Era una nave luminosa y sibilante, una bala multicolor cortando la noche del desierto. Al pasar, dejaba una marejada tan caliente que quemaba los capullos de los lirios al borde de la trilla. Casi no emitía sonido. Vi su barriga lisa desplazándose como una azalea encima de un colchón de vacío. 


—Ah, no se asuste. El Ave del Desierto no pertenece a este mundo. Demoró años pero al final ahí está, funcionando. Pasa como un cohete y no hace ni una parada en el camino. O sea, para el puñado de garimpeiros que viven aquí, es totalmente inútil.  La voz se disoció como las motas de polvo que flotaban cruzando la luz del proyector. Se disgregó en unas pocas sílabas inaudibles y ya no volvió a aparecer. Cuando mis ojos se adaptaron de nuevo a la oscuridad, estaba solo. El último carrete giraba como un loco con una punta libre que golpeaba contra el borde de la mesa. Era el único sonido dentro de la sala.

Horas después, unos lugareños me encontraron inconsciente, con mi cuerpo inclinado sobre una verja. La lluvia leve, que llegó detrás de la arenisca del atardecer, le había dado una vida nueva al lugar y ahora se podía respirar aire fresco.

La caseta del proyector permanecía con todas sus luces apagadas, tal como estaba cuando llegué.

Repitieron la historia que estuve oyendo desde el comienzo. La estación había sido demolida hacía mucho tiempo. Ahora sólo quedaba una casona abandonada, lo que antes era el hall y las boleterías. Fuera de este salón que a veces funcionaba como cine y los restos de antiguas construcciones. 

—Ahora las máquinas están tan comidas por la herrumbre que no sirven ni para vender en la chatarra. 

Volví para la casona de la plataforma. La muchacha todavía dormía. Tal como yo esperaba, no creyó una palabra cuando le relaté mi aventura descabellada.

—¿La mujer del cine? ¿Qué cine?¿De qué mujer usted me habla? No vive nadie aquí. Sólo los garimpeiros, como le dije, que a veces duermen en el galpón. 

—Pero, ¿usted vio aquello?

—¿Qué?

—El tren. Aquél todo negro lleno de luces pareciendo un barco fantasma o un plato volador. Salió de la nada. Yo miraba la película y…

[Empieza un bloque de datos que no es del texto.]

//! Typed provenance nodes
//!
//! Every node URI is a pure function of the node's semantic fields, so
//! re-deriving a node from unchanged inputs reproduces the same URI and
//! the store sees an idempotent re-submission.

use super::kinds::{ActivityType, ArtefactType, EntityKind, Specifier, ToolType};
use crate::environment::{AppIdentity, IdentityOracle, ProjectContext};
use crate::error::TraceResult;
use crate::vocab::keys::{intocps, term};
use chrono::{DateTime, SubsecRound, Utc};
use serde::{Deserialize, Serialize};
use std::collections::BTreeMap;
use std::path::Path;
use std::str::FromStr;
use thiserror::Error;
use uuid::Uuid;

/// Flat predicate-term → value map describing a node's own attributes
pub type PropertyMap = BTreeMap<String, String>;

/// Why a property group could not be turned into a typed node
#[derive(Debug, Clone, PartialEq, Eq, Error)]
pub enum LoadError {
    #[error("subject has no rdf:type")]
    Untyped,

    #[error("unknown specifier: {0}")]
    UnknownSpecifier(String),

    #[error("entity has no intocps:EntityType")]
    MissingEntityType,

    #[error("unsupported entity type: {0}")]
    UnsupportedEntityType(String),

    #[error("missing property: {0}")]
    MissingProperty(&'static str),

    #[error("invalid value for {key}: {message}")]
    InvalidValue { key: &'static str, message: String },
}

/// Namespace all content-addressed ids are minted under
fn id_namespace() -> Uuid {
    Uuid::new_v5(&Uuid::NAMESPACE_URL, b"http://into-cps.org/ns#")
}

/// Name-based UUID over the given parts
fn stable_id(parts: &[&str]) -> Uuid {
    Uuid::new_v5(&id_namespace(), parts.join("\u{1f}").as_bytes())
}

fn mint_uri(local_name: &str, parts: &[&str]) -> String {
    format!("intocps:{}.{}", local_name, stable_id(parts))
}

/// Wire form of an activity time, millisecond precision
pub fn format_time(time: &DateTime<Utc>) -> String {
    time.format("%Y-%m-%dT%H:%M:%S%.3fZ").to_string()
}

fn required<'a>(props: &'a PropertyMap, key: &'static str) -> Result<&'a str, LoadError> {
    props
        .get(key)
        .map(String::as_str)
        .ok_or(LoadError::MissingProperty(key))
}

fn parsed<T: FromStr<Err = String>>(props: &PropertyMap, key: &'static str) -> Result<T, LoadError> {
    required(props, key)?
        .parse()
        .map_err(|message| LoadError::InvalidValue { key, message })
}

fn entry(key: &str, value: impl Into<String>) -> (String, String) {
    (key.to_string(), value.into())
}

/// A person or system acting in the workflow
#[derive(Debug, Clone, PartialEq, Eq, Serialize, Deserialize)]
pub struct Agent {
    pub uri: String,
    pub name: String,
    pub email: String,
}

impl Agent {
    /// The URI is `mailto:<email>`; an email identifies exactly one agent.
    pub fn new(name: impl Into<String>, email: impl Into<String>) -> Self {
        let email = email.into();
        Self {
            uri: format!("mailto:{}", email),
            name: name.into(),
            email,
        }
    }

    pub fn parameters(&self) -> PropertyMap {
        PropertyMap::from([
            entry(term::TYPE, Specifier::Agent.as_str()),
            entry(term::NAME, &self.name),
            entry(term::EMAIL, &self.email),
        ])
    }

    pub fn load(uri: &str, props: &PropertyMap) -> Result<Self, LoadError> {
        let name = required(props, term::NAME)?;
        let email = match props.get(term::EMAIL) {
            Some(email) => email.as_str(),
            None => uri
                .strip_prefix("mailto:")
                .ok_or(LoadError::MissingProperty(term::EMAIL))?,
        };
        Ok(Self {
            uri: uri.to_string(),
            name: name.to_string(),
            email: email.to_string(),
        })
    }
}

/// A recorded engineering activity
#[derive(Debug, Clone, PartialEq, Eq, Serialize, Deserialize)]
pub struct Activity {
    pub uri: String,
    pub activity_type: ActivityType,
    pub time: DateTime<Utc>,
}

impl Activity {
    /// Time is truncated to milliseconds, the precision of the wire form.
    pub fn new(activity_type: ActivityType, time: DateTime<Utc>) -> Self {
        let time = time.trunc_subsecs(3);
        let uri = mint_uri(
            activity_type.local_name(),
            &[activity_type.as_str(), &format_time(&time)],
        );
        Self {
            uri,
            activity_type,
            time,
        }
    }

    pub fn model_creation(time: DateTime<Utc>) -> Self {
        Self::new(ActivityType::ModelCreation, time)
    }

    pub fn simulation_config_creation(time: DateTime<Utc>) -> Self {
        Self::new(ActivityType::SimulationConfigCreation, time)
    }

    pub fn simulation(time: DateTime<Utc>) -> Self {
        Self::new(ActivityType::Simulation, time)
    }

    pub fn parameters(&self) -> PropertyMap {
        PropertyMap::from([
            entry(term::TYPE, Specifier::Activity.as_str()),
            entry(intocps::ACTIVITY_TYPE, self.activity_type.as_str()),
            entry(term::TIME, format_time(&self.time)),
        ])
    }

    pub fn load(uri: &str, props: &PropertyMap) -> Result<Self, LoadError> {
        let activity_type = parsed(props, intocps::ACTIVITY_TYPE)?;
        let time = DateTime::parse_from_rfc3339(required(props, term::TIME)?)
            .map_err(|e| LoadError::InvalidValue {
                key: term::TIME,
                message: e.to_string(),
            })?
            .with_timezone(&Utc);
        Ok(Self {
            uri: uri.to_string(),
            activity_type,
            time,
        })
    }
}

/// A file-based asset, tracked by project-relative path and content hash
#[derive(Debug, Clone, PartialEq, Eq, Serialize, Deserialize)]
pub struct Artefact {
    pub uri: String,
    pub artefact_type: ArtefactType,
    pub path: String,
    pub hash: String,
}

impl Artefact {
    /// Identity is type + hash: equal content collides on purpose, the path
    /// does not take part.
    pub fn new(artefact_type: ArtefactType, path: impl Into<String>, hash: impl Into<String>) -> Self {
        let hash = hash.into();
        let uri = mint_uri(artefact_type.local_name(), &[artefact_type.as_str(), &hash]);
        Self {
            uri,
            artefact_type,
            path: path.into(),
            hash,
        }
    }

    /// Artefact for the file at `path`, hashed by the oracle
    pub fn tracked(
        artefact_type: ArtefactType,
        project: &ProjectContext,
        path: &Path,
        oracle: &dyn IdentityOracle,
    ) -> TraceResult<Self> {
        let hash = oracle.file_hash(path)?;
        Ok(Self::new(artefact_type, project.relative_path(path), hash))
    }

    pub fn fmu(project: &ProjectContext, path: &Path, oracle: &dyn IdentityOracle) -> TraceResult<Self> {
        Self::tracked(ArtefactType::Fmu, project, path, oracle)
    }

    pub fn mm_config(project: &ProjectContext, path: &Path, oracle: &dyn IdentityOracle) -> TraceResult<Self> {
        Self::tracked(ArtefactType::MultiModelConfig, project, path, oracle)
    }

    pub fn sim_config(project: &ProjectContext, path: &Path, oracle: &dyn IdentityOracle) -> TraceResult<Self> {
        Self::tracked(ArtefactType::SimulationConfig, project, path, oracle)
    }

    pub fn sim_result(project: &ProjectContext, path: &Path, oracle: &dyn IdentityOracle) -> TraceResult<Self> {
        Self::tracked(ArtefactType::SimulationResult, project, path, oracle)
    }

    pub fn parameters(&self) -> PropertyMap {
        PropertyMap::from([
            entry(term::TYPE, Specifier::Entity.as_str()),
            entry(intocps::ENTITY_TYPE, EntityKind::Artefact.as_str()),
            entry(intocps::ARTEFACT_TYPE, self.artefact_type.as_str()),
            entry(term::PATH, &self.path),
            entry(term::HASH, &self.hash),
        ])
    }

    pub fn load(uri: &str, props: &PropertyMap) -> Result<Self, LoadError> {
        Ok(Self {
            uri: uri.to_string(),
            artefact_type: parsed(props, intocps::ARTEFACT_TYPE)?,
            path: required(props, term::PATH)?.to_string(),
            hash: required(props, term::HASH)?.to_string(),
        })
    }
}

/// A software tool taking part in an activity
#[derive(Debug, Clone, PartialEq, Eq, Serialize, Deserialize)]
pub struct Tool {
    pub uri: String,
    pub tool_type: ToolType,
    pub name: String,
    pub version: String,
}

impl Tool {
    pub fn new(tool_type: ToolType, name: impl Into<String>, version: impl Into<String>) -> Self {
        let name = name.into();
        let version = version.into();
        let uri = mint_uri(tool_type.local_name(), &[tool_type.as_str(), &name, &version]);
        Self {
            uri,
            tool_type,
            name,
            version,
        }
    }

    /// The hosting application itself
    pub fn application(app: &AppIdentity) -> Self {
        Self::new(ToolType::Software, &app.name, &app.version)
    }

    /// A co-simulation engine
    pub fn coe(name: impl Into<String>, version: impl Into<String>) -> Self {
        Self::new(ToolType::CoSimulationEngine, name, version)
    }

    pub fn parameters(&self) -> PropertyMap {
        PropertyMap::from([
            entry(term::TYPE, Specifier::Entity.as_str()),
            entry(intocps::ENTITY_TYPE, EntityKind::Tool.as_str()),
            entry(intocps::TOOL_TYPE, self.tool_type.as_str()),
            entry(term::NAME, &self.name),
            entry(term::VERSION, &self.version),
        ])
    }

    pub fn load(uri: &str, props: &PropertyMap) -> Result<Self, LoadError> {
        Ok(Self {
            uri: uri.to_string(),
            tool_type: parsed(props, intocps::TOOL_TYPE)?,
            name: required(props, term::NAME)?.to_string(),
            version: required(props, term::VERSION)?.to_string(),
        })
    }
}

/// Any typed node in the provenance graph
#[derive(Debug, Clone, PartialEq, Eq, Serialize, Deserialize)]
#[serde(tag = "kind", rename_all = "lowercase")]
pub enum TrNode {
    Agent(Agent),
    Activity(Activity),
    Artefact(Artefact),
    Tool(Tool),
}

impl TrNode {
    pub fn uri(&self) -> &str {
        match self {
            Self::Agent(n) => &n.uri,
            Self::Activity(n) => &n.uri,
            Self::Artefact(n) => &n.uri,
            Self::Tool(n) => &n.uri,
        }
    }

    pub fn specifier(&self) -> Specifier {
        match self {
            Self::Agent(_) => Specifier::Agent,
            Self::Activity(_) => Specifier::Activity,
            Self::Artefact(_) | Self::Tool(_) => Specifier::Entity,
        }
    }

    /// The node's own attributes, discriminators included. Excludes the URI
    /// and any traces.
    pub fn parameters(&self) -> PropertyMap {
        match self {
            Self::Agent(n) => n.parameters(),
            Self::Activity(n) => n.parameters(),
            Self::Artefact(n) => n.parameters(),
            Self::Tool(n) => n.parameters(),
        }
    }

    /// Rebuild a typed node from a property group, dispatching on `type`
    /// and, for entities, `intocps:EntityType`. Extra properties are ignored.
    pub fn load(uri: &str, props: &PropertyMap) -> Result<Self, LoadError> {
        let specifier = props.get(term::TYPE).ok_or(LoadError::Untyped)?;
        let specifier: Specifier = specifier
            .parse()
            .map_err(|_| LoadError::UnknownSpecifier(specifier.clone()))?;

        match specifier {
            Specifier::Agent => Agent::load(uri, props).map(Self::Agent),
            Specifier::Activity => Activity::load(uri, props).map(Self::Activity),
            Specifier::Entity => {
                let kind = props
                    .get(intocps::ENTITY_TYPE)
                    .ok_or(LoadError::MissingEntityType)?;
                match kind.parse::<EntityKind>() {
                    Ok(EntityKind::Artefact) => Artefact::load(uri, props).map(Self::Artefact),
                    Ok(EntityKind::Tool) => Tool::load(uri, props).map(Self::Tool),
                    Ok(EntityKind::Project) | Err(_) => {
                        Err(LoadError::UnsupportedEntityType(kind.clone()))
                    }
                }
            }
        }
    }

    pub fn as_agent(&self) -> Option<&Agent> {
        match self {
            Self::Agent(n) => Some(n),
            _ => None,
        }
    }

    pub fn as_activity(&self) -> Option<&Activity> {
        match self {
            Self::Activity(n) => Some(n),
            _ => None,
        }
    }

    pub fn as_artefact(&self) -> Option<&Artefact> {
        match self {
            Self::Artefact(n) => Some(n),
            _ => None,
        }
    }

    pub fn as_tool(&self) -> Option<&Tool> {
        match self {
            Self::Tool(n) => Some(n),
            _ => None,
        }
    }
}

impl From<Agent> for TrNode {
    fn from(n: Agent) -> Self {
        Self::Agent(n)
    }
}

impl From<Activity> for TrNode {
    fn from(n: Activity) -> Self {
        Self::Activity(n)
    }
}

impl From<Artefact> for TrNode {
    fn from(n: Artefact) -> Self {
        Self::Artefact(n)
    }
}

impl From<Tool> for TrNode {
    fn from(n: Tool) -> Self {
        Self::Tool(n)
    }
}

—Ah! usted debe haber quedado impresionado con mi relato, forastero. Y todavía bajo los efectos de la insolación y el cansancio. Pero venga, hágame un favor. Ayúdeme a empaquetar estos cacharros. El nuestro, que es de verdad aunque no sea muy regular, no debe demorar y yo no quiero pasar otra noche mal dormida aquí, en el sopor del desierto, entre las salamandras y los alacranes, que están muertos de sed y se meten hasta en el fregadero.